While I type this, I can’t help but think that every word here is a word not being added to my nano novel that is several days behind. Oh well.
When a bunch of us writers get together, and there’s some new blood in the mix, the one question that always gets passed around the table is “What do you write?” I hate that question. I envy those that can answer with “Fantasy,” or “Young Adult” or “Post-Apocalyptic Disestablishmentarianism” or whatever. For me, genre’s not important. What’s important are the characters, what they do, and why they do it. The “where” is less important to me.

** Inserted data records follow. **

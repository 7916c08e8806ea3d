//! Configuration file loading and validation.

use crate::error::ConfigError;
use crate::types::{ConfigFile, SimConfig};
use std::path::Path;

/// Loads and validates a `gatling.toml` configuration file.
pub fn load_config(path: &Path) -> Result<SimConfig, ConfigError> {
    let content = std::fs::read_to_string(path)?;
    load_config_from_str(&content)
}

/// Parses and validates a configuration from a string.
///
/// Useful for testing without filesystem dependencies.
pub fn load_config_from_str(content: &str) -> Result<SimConfig, ConfigError> {
    let file: ConfigFile =
        toml::from_str(content).map_err(|e| ConfigError::ParseError(e.to_string()))?;
    validate_config(&file.sim)?;
    Ok(file.sim)
}

/// Validates that configuration values are consistent.
fn validate_config(config: &SimConfig) -> Result<(), ConfigError> {
    if config.reset_period == 0 {
        return Err(ConfigError::InvalidValue {
            field: "sim.reset_period".to_string(),
            reason: "must be nonzero".to_string(),
        });
    }
    if config.clock_period == 0 || config.clock_period % 2 != 0 {
        return Err(ConfigError::InvalidValue {
            field: "sim.clock_period".to_string(),
            reason: "must be even and nonzero".to_string(),
        });
    }
    if config.uart_clock_period == 0 {
        return Err(ConfigError::InvalidValue {
            field: "sim.uart_clock_period".to_string(),
            reason: "must be nonzero".to_string(),
        });
    }
    Ok(())
}

#[cfg(test)]
mod tests {
    use super::*;
    use crate::types::{DEFAULT_CLOCK_PERIOD, DEFAULT_RESET_PERIOD};

    #[test]
    fn parse_empty_config() {
        let config = load_config_from_str("").unwrap();
        assert_eq!(config.reset_period, DEFAULT_RESET_PERIOD);
        assert_eq!(config.clock_period, DEFAULT_CLOCK_PERIOD);
    }

    #[test]
    fn parse_full_config() {
        let toml = r#"
[sim]
reset_period = 32
clock_period = 8
uart_clock_period = 512
seed = 12345
"#;
        let config = load_config_from_str(toml).unwrap();
        assert_eq!(config.reset_period, 32);
        assert_eq!(config.clock_period, 8);
        assert_eq!(config.uart_clock_period, 512);
        assert_eq!(config.seed, Some(12345));
    }

    #[test]
    fn partial_config_uses_defaults() {
        let toml = r#"
[sim]
clock_period = 4
"#;
        let config = load_config_from_str(toml).unwrap();
        assert_eq!(config.clock_period, 4);
        assert_eq!(config.reset_period, DEFAULT_RESET_PERIOD);
    }

    #[test]
    fn reject_zero_reset_period() {
        let toml = "[sim]\nreset_period = 0\n";
        assert!(matches!(
            load_config_from_str(toml),
            Err(ConfigError::InvalidValue { .. })
        ));
    }

    #[test]
    fn reject_odd_clock_period() {
        let toml = "[sim]\nclock_period = 5\n";
        assert!(matches!(
            load_config_from_str(toml),
            Err(ConfigError::InvalidValue { .. })
        ));
    }

    #[test]
    fn reject_malformed_toml() {
        assert!(matches!(
            load_config_from_str("[sim"),
            Err(ConfigError::ParseError(_))
        ));
    }
}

If the novel I wrote last year ever hit the bookshelves, it would probably be filed under “Sci-Fi”. There were aliens in it, giant bug things that swarmed the solar system, draining it of all its resources. They weren’t the story though. There are no bug-alien characters. In fact, if I recall correctly, the protagonist only gets close to a live alien once. The rest of the time he sees them at a distance, or as lights in the sky, or the devastation they leave behind them. The aliens aren’t the story, the alien invasion is a catalyst that puts the story in motion, sending our main character on his Hero’s Journey, where he has to overcome many obstacles that have nothing to do with aliens or spaceships or anything else commonly found in Sci-Fi. There’s no high-tech doodads, no sentient supercomputers, just a guy treking across the country on a bike during a disaster to find the woman he loves. But aliens = science fiction, right?
This year, unconsciously, I decided I would show just how ridiculous genre can be. My main character exists in our every-day world, a sort of stream of consciousnesses narrator going through his day to day life. There are three other stories though. There’s a Game of Thrones inspired medieval fantasy story, a science fiction space war set in the relatively near future, and a contemporary Fast and Furious inspired criminal story. All three of the alternate protagonists are persona’s of the main character, showing off different traits he is unable to see in himself. The plots follow the same basic structure of boy meets girl, boy falls in love with girl, boy loses girl. Each story focuses on a different aspect of the way relationships work or don’t work, and when put together with a little bit of extrapolation, they show the history of the main character and why he is the way he is.
I’m learning a few things while writing this. First, this is way to complicated to do without outlining. I was a fool. A fool I say! Second, I am enjoying all the different stories I’m telling. Even the main character, who annoyed me to no end at first, has become more tolerable as more of his backstory is being told through his alternate personas.
I’ve never felt the need to write a sci-fi story, or a fantasy story. When I start out with a story idea and all I have is a genre, you can bet I’m going to be very bored with it very quickly.
And there are 550 words that could have been in my nano novel. Meh.